* **What needs to be done**:
Only lines holding the word "async" should be copied from the material.

* **Data section**:

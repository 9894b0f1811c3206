//! Error types for the cache
//!
//! Provides unified error handling using thiserror.

use thiserror::Error;

// == Cache Error Enum ==
/// Unified error type for cache storage and pattern handling.
///
/// The manager converts these into soft failures (`None`, `false`, a zero
/// count) before they reach callers; they surface directly only from the
/// storage backends and the pattern compiler.
#[derive(Error, Debug)]
pub enum CacheError {
    /// The persistent backend failed to read or write
    #[error("Storage error: {0}")]
    Storage(String),

    /// A payload or persisted record could not be (de)serialized
    #[error("Serialization error: {0}")]
    Serialization(#[from] serde_json::Error),

    /// Filesystem error from a file-backed store
    #[error("I/O error: {0}")]
    Io(#[from] std::io::Error),

    /// A wildcard pattern could not be compiled
    #[error("Invalid pattern: {0}")]
    InvalidPattern(String),
}

// == Result Type Alias ==
/// Convenience Result type for the cache.
pub type Result<T> = std::result::Result<T, CacheError>;

#[cfg(test)]
mod tests {
    use super::*;

    #[test]
    fn test_storage_error_display() {
        let err = CacheError::Storage("disk full".to_string());
        assert_eq!(err.to_string(), "Storage error: disk full");
    }

    #[test]
    fn test_serialization_error_from() {
        let json_err = serde_json::from_str::<serde_json::Value>("{not json").unwrap_err();
        let err: CacheError = json_err.into();
        assert!(matches!(err, CacheError::Serialization(_)));
    }
}
//! TTL presets in milliseconds.

/// One minute.
pub const SHORT: u64 = 60_000;
/// Five minutes.
pub const MEDIUM: u64 = 300_000;
/// Thirty minutes.
pub const LONG: u64 = 1_800_000;
/// One hour.
pub const HOUR: u64 = 3_600_000;
/// One day.
pub const DAY: u64 = 86_400_000;

/// TTL applied when the caller does not pick one.
pub const DEFAULT: u64 = MEDIUM;
//! Tiered Cache - composition root
//!
//! Wires the cache the way an application does at startup: one explicitly
//! constructed `CacheManager` over a file-backed store, shared by `Arc`.
//!
//! # Startup Sequence
//! 1. Initialize tracing subscriber for logging
//! 2. Load configuration from environment variables
//! 3. Open the file-backed persistent store
//! 4. Create the cache manager and log recovered state
//! 5. Start the background stale sweep (unless disabled)
//! 6. Wait for SIGINT/SIGTERM and stop the sweep

use std::sync::Arc;

use anyhow::Context;
use tokio::signal;
use tracing::{info, warn};
use tracing_subscriber::{layer::SubscriberExt, util::SubscriberInitExt};

use tiered_cache::storage::FileKeyValueStore;
use tiered_cache::{spawn_sweep_task, CacheConfig, CacheManager};

#[tokio::main]
async fn main() -> anyhow::Result<()> {
    // Defaults to "info" level, can be overridden with RUST_LOG env var
    tracing_subscriber::registry()
        .with(
            tracing_subscriber::EnvFilter::try_from_default_env()
                .unwrap_or_else(|_| "tiered_cache=info".into()),
        )
        .with(tracing_subscriber::fmt::layer())
        .init();

    info!("Starting tiered cache");

    let config = CacheConfig::from_env();
    info!(
        "Configuration loaded: storage_dir={}, key_prefix={}, default_ttl={}ms, sweep_interval={}s",
        config.storage_dir.display(),
        config.key_prefix,
        config.default_ttl_ms,
        config.sweep_interval
    );

    let backend = FileKeyValueStore::open(&config.storage_dir)
        .await
        .with_context(|| format!("opening cache store at {}", config.storage_dir.display()))?;
    info!(dir = %backend.directory().display(), "Persistent cache tier ready");

    let cache = Arc::new(CacheManager::from_config(&config, Arc::new(backend)));
    let stats = cache.stats().await;
    info!(
        persistent_entries = stats.persistent_count,
        "Cache manager initialized"
    );

    let sweep_handle = (config.sweep_interval > 0)
        .then(|| spawn_sweep_task(cache.clone(), config.sweep_interval));

    shutdown_signal().await;

    if let Some(handle) = sweep_handle {
        handle.abort();
        warn!("Sweep task aborted");
    }

    let stats = cache.stats().await;
    info!(
        memory_hits = stats.memory_hits,
        persistent_hits = stats.persistent_hits,
        misses = stats.misses,
        "Tiered cache shutdown complete"
    );
    Ok(())
}

/// Waits for shutdown signal (Ctrl+C or SIGTERM).
async fn shutdown_signal() {
    let ctrl_c = async {
        if let Err(e) = signal::ctrl_c().await {
            warn!(error = %e, "Failed to listen for Ctrl+C");
            std::future::pending::<()>().await;
        }
    };

    #[cfg(unix)]
    let terminate = async {
        match signal::unix::signal(signal::unix::SignalKind::terminate()) {
            Ok(mut sigterm) => {
                sigterm.recv().await;
            }
            Err(e) => {
                warn!(error = %e, "Failed to install SIGTERM handler");
                std::future::pending::<()>().await;
            }
        }
    };

    #[cfg(not(unix))]
    let terminate = std::future::pending::<()>();

    tokio::select! {
        _ = ctrl_c => {
            info!("Received Ctrl+C, initiating shutdown...");
        }
        _ = terminate => {
            info!("Received SIGTERM, initiating shutdown...");
        }
    }
}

* **Exercise answer**:
async fn main() -> anyhow::Result<()> {
async fn shutdown_signal() {
    let ctrl_c = async {
    let terminate = async {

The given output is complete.